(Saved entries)
┌──
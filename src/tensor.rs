use std::io::Cursor;

use base64::engine::general_purpose::STANDARD;
use base64::Engine;
use image::codecs::jpeg::JpegEncoder;
use image::codecs::png::PngEncoder;
use image::{ExtendedColorType, ImageEncoder, RgbImage};

use crate::error::{Flux2Error, Result};
use crate::types::OutputFormat;

/// JPEG quality used when encoding tensors for request payloads.
const JPEG_QUALITY: u8 = 95;

/// A single RGB image as the editor passes it between nodes.
///
/// Channel values are `f32` in `[0, 1]`, stored row-major as
/// height × width × 3 (`data.len() == width * height * 3`). There is no
/// batch dimension. Grayscale sources are expanded to three channels on
/// decode; alpha is discarded.
#[derive(Debug, Clone, PartialEq)]
pub struct ImageTensor {
    pub width: u32,
    pub height: u32,
    pub data: Vec<f32>,
}

impl ImageTensor {
    /// Create a tensor from raw channel data.
    ///
    /// Fails when `data.len()` does not match `width * height * 3`.
    pub fn new(width: u32, height: u32, data: Vec<f32>) -> Result<Self> {
        let expected = width as usize * height as usize * 3;
        if data.len() != expected {
            return Err(Flux2Error::InvalidParameter(format!(
                "tensor data length {} does not match {}x{}x3 = {}",
                data.len(),
                width,
                height,
                expected
            )));
        }
        Ok(Self {
            width,
            height,
            data,
        })
    }

    /// All-black fallback tensor, used in place of a crash when an API run
    /// failed.
    pub fn blank(width: u32, height: u32) -> Self {
        Self {
            width,
            height,
            data: vec![0.0; width as usize * height as usize * 3],
        }
    }

    /// Decode downloaded bytes (PNG, JPEG, ...) into a tensor.
    pub fn from_bytes(bytes: &[u8]) -> Result<Self> {
        let rgb = image::load_from_memory(bytes)?.to_rgb8();
        let (width, height) = rgb.dimensions();
        let data = rgb
            .into_raw()
            .into_iter()
            .map(|v| v as f32 / 255.0)
            .collect();
        Ok(Self {
            width,
            height,
            data,
        })
    }

    /// Encode the tensor as PNG or JPEG bytes. Values are clamped to
    /// `[0, 1]` before quantization.
    pub fn to_bytes(&self, format: OutputFormat) -> Result<Vec<u8>> {
        let rgb = self.to_rgb8()?;
        let mut bytes = Vec::new();
        match format {
            OutputFormat::Png => {
                PngEncoder::new(Cursor::new(&mut bytes)).write_image(
                    rgb.as_raw(),
                    self.width,
                    self.height,
                    ExtendedColorType::Rgb8,
                )?;
            }
            OutputFormat::Jpeg => {
                JpegEncoder::new_with_quality(Cursor::new(&mut bytes), JPEG_QUALITY)
                    .write_image(
                        rgb.as_raw(),
                        self.width,
                        self.height,
                        ExtendedColorType::Rgb8,
                    )?;
            }
        }
        Ok(bytes)
    }

    /// Encode the tensor to a standard base64 string for request payloads.
    pub fn to_base64(&self, format: OutputFormat) -> Result<String> {
        Ok(STANDARD.encode(self.to_bytes(format)?))
    }

    fn to_rgb8(&self) -> Result<RgbImage> {
        let pixels = self
            .data
            .iter()
            .map(|v| (v.clamp(0.0, 1.0) * 255.0).round() as u8)
            .collect();
        RgbImage::from_raw(self.width, self.height, pixels).ok_or_else(|| {
            Flux2Error::InvalidParameter(format!(
                "tensor data length {} does not match {}x{}x3",
                self.data.len(),
                self.width,
                self.height
            ))
        })
    }
}

impl Default for ImageTensor {
    /// The 512×512 blank fallback.
    fn default() -> Self {
        Self::blank(512, 512)
    }
}
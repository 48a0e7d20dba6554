use std::time::{Duration, Instant};

use log::{debug, info};
use reqwest::blocking::Client;
use serde_json::Value;

use crate::config::Flux2Config;
use crate::error::{Flux2Error, Result};
use crate::request::GenerationRequest;
use crate::types::{JobOutcome, JobStatus, PollResponse, SubmittedJob};

/// Per-call HTTP timeout. The overall wait is bounded by the config's
/// wait budget, not by this.
const HTTP_TIMEOUT: Duration = Duration::from_secs(30);

/// Blocking client for the FLUX.2 generation API.
///
/// Owns request submission, result polling, and signed-URL download. All
/// calls block the current thread; [`Flux2Client::wait`] blocks for up to
/// the configured wait budget.
///
/// # Example
/// ```no_run
/// use flux2_nodes::{Flux2Client, Flux2Config, GenerationRequest, JobOutcome};
///
/// # fn example() -> flux2_nodes::Result<()> {
/// let client = Flux2Client::new(Flux2Config::from_env());
/// let request = GenerationRequest::new("a lighthouse at dusk").size(1024, 768);
///
/// let (job, outcome) = client.run(&request)?;
/// if let JobOutcome::Ready { sample_url } = outcome {
///     let bytes = client.download(&sample_url)?;
///     std::fs::write("out.jpg", &bytes).unwrap();
///     println!("seed {} cost {:?}", job.seed, job.cost);
/// }
/// # Ok(())
/// # }
/// ```
#[derive(Debug, Clone)]
pub struct Flux2Client {
    http: Client,
    config: Flux2Config,
}

impl Flux2Client {
    /// Create a client with the given configuration.
    pub fn new(config: Flux2Config) -> Self {
        Self {
            http: Client::new(),
            config,
        }
    }

    /// Use a custom `reqwest::blocking::Client` (for proxies, TLS, pooling).
    pub fn with_http_client(mut self, client: Client) -> Self {
        self.http = client;
        self
    }

    /// Returns the active configuration.
    pub fn config(&self) -> &Flux2Config {
        &self.config
    }

    // ── Submission ──────────────────────────────────────────────────

    /// Submit a generation request. Returns the job handle with the
    /// polling URL and the resolved seed.
    pub fn submit(&self, request: &GenerationRequest) -> Result<SubmittedJob> {
        let key = self.config.require_key()?;
        let (payload, seed) = request.to_payload()?;

        let url = format!("{}/{}", self.config.base_url, request.model.slug());
        let resp = self
            .http
            .post(&url)
            .timeout(HTTP_TIMEOUT)
            .header("accept", "application/json")
            .header("x-key", key)
            .json(&payload)
            .send()
            .map_err(|e| Flux2Error::Network {
                context: format!("Cannot reach the FLUX.2 API at {}", url),
                source: e,
            })?;

        if !resp.status().is_success() {
            let status = resp.status().as_u16();
            let body = resp.text().unwrap_or_default();
            return Err(Flux2Error::Http { status, body });
        }

        let json: Value = resp.json().map_err(|e| Flux2Error::Network {
            context: "Failed to parse the FLUX.2 submission response".into(),
            source: e,
        })?;

        let id = json
            .get("id")
            .and_then(|v| v.as_str())
            .map(String::from)
            .ok_or_else(|| Flux2Error::InvalidResponse("Response missing request id".into()))?;
        let polling_url = json
            .get("polling_url")
            .and_then(|v| v.as_str())
            .map(String::from)
            .ok_or_else(|| Flux2Error::InvalidResponse("Response missing polling_url".into()))?;
        let cost = json.get("cost").and_then(|v| v.as_f64());

        info!("Submitted FLUX.2 request {} (seed {})", id, seed);
        Ok(SubmittedJob {
            id,
            polling_url,
            seed,
            cost,
        })
    }

    // ── Polling ─────────────────────────────────────────────────────

    /// Issue a single poll against the job's polling URL.
    pub fn poll(&self, job: &SubmittedJob) -> Result<PollResponse> {
        let key = self.config.require_key()?;

        let resp = self
            .http
            .get(&job.polling_url)
            .timeout(HTTP_TIMEOUT)
            .header("accept", "application/json")
            .header("x-key", key)
            .query(&[("id", job.id.as_str())])
            .send()
            .map_err(|e| Flux2Error::Network {
                context: format!("Failed to poll {}", job.polling_url),
                source: e,
            })?;

        if !resp.status().is_success() {
            let status = resp.status().as_u16();
            let body = resp.text().unwrap_or_default();
            return Err(Flux2Error::Http { status, body });
        }

        let raw: Value = resp.json().map_err(|e| Flux2Error::Network {
            context: "Failed to parse the FLUX.2 poll response".into(),
            source: e,
        })?;

        let status = raw
            .get("status")
            .and_then(|v| v.as_str())
            .map(JobStatus::parse)
            .ok_or_else(|| Flux2Error::InvalidResponse("Poll response missing status".into()))?;
        let sample = raw
            .pointer("/result/sample")
            .and_then(|v| v.as_str())
            .map(String::from);

        Ok(PollResponse {
            status,
            sample,
            raw,
        })
    }

    /// Poll the job at the configured interval until it reaches a terminal
    /// status or the wait budget elapses.
    ///
    /// The outcome of waiting is data: `Ready`, `Failed`, and `TimedOut` are
    /// all `Ok`. Transport and decode problems remain `Err`.
    pub fn wait(&self, job: &SubmittedJob) -> Result<JobOutcome> {
        let start = Instant::now();
        let mut last_status: Option<JobStatus> = None;

        loop {
            if start.elapsed() > self.config.wait_budget {
                info!(
                    "FLUX.2 request {} timed out after {:?}",
                    job.id, self.config.wait_budget
                );
                return Ok(JobOutcome::TimedOut);
            }

            let poll = self.poll(job)?;
            if last_status.as_ref() != Some(&poll.status) {
                info!("FLUX.2 request {} status: {}", job.id, poll.status);
                last_status = Some(poll.status.clone());
            } else {
                debug!("FLUX.2 request {} still {}", job.id, poll.status);
            }

            if poll.status == JobStatus::Ready {
                let sample_url = poll.sample.ok_or_else(|| {
                    Flux2Error::InvalidResponse(
                        "Ready response did not include a sample URL".into(),
                    )
                })?;
                return Ok(JobOutcome::Ready { sample_url });
            }

            if poll.status.is_failure() {
                return Ok(JobOutcome::Failed {
                    status: poll.status,
                    detail: poll.raw.to_string(),
                });
            }

            std::thread::sleep(self.config.poll_interval);
        }
    }

    /// Submit a request and wait for completion.
    pub fn run(&self, request: &GenerationRequest) -> Result<(SubmittedJob, JobOutcome)> {
        let job = self.submit(request)?;
        let outcome = self.wait(&job)?;
        Ok((job, outcome))
    }

    // ── Download ────────────────────────────────────────────────────

    /// Download the produced image from its signed URL. Returns raw bytes.
    pub fn download(&self, url: &str) -> Result<Vec<u8>> {
        let resp = self
            .http
            .get(url)
            .timeout(HTTP_TIMEOUT)
            .send()
            .map_err(|e| Flux2Error::Network {
                context: format!("Failed to download the result from {}", url),
                source: e,
            })?;

        if !resp.status().is_success() {
            return Err(Flux2Error::Http {
                status: resp.status().as_u16(),
                body: format!("Failed to download the result from {}", url),
            });
        }

        let bytes = resp.bytes().map_err(|e| Flux2Error::Network {
            context: "Failed to read result bytes".into(),
            source: e,
        })?;
        Ok(bytes.to_vec())
    }
}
└──
• [Goal of the exercise]
Reproduce every line of the records containing the string "single".

• [Written reply]
/// A single RGB image as the editor passes it between nodes.
    /// Issue a single poll against the job's polling URL.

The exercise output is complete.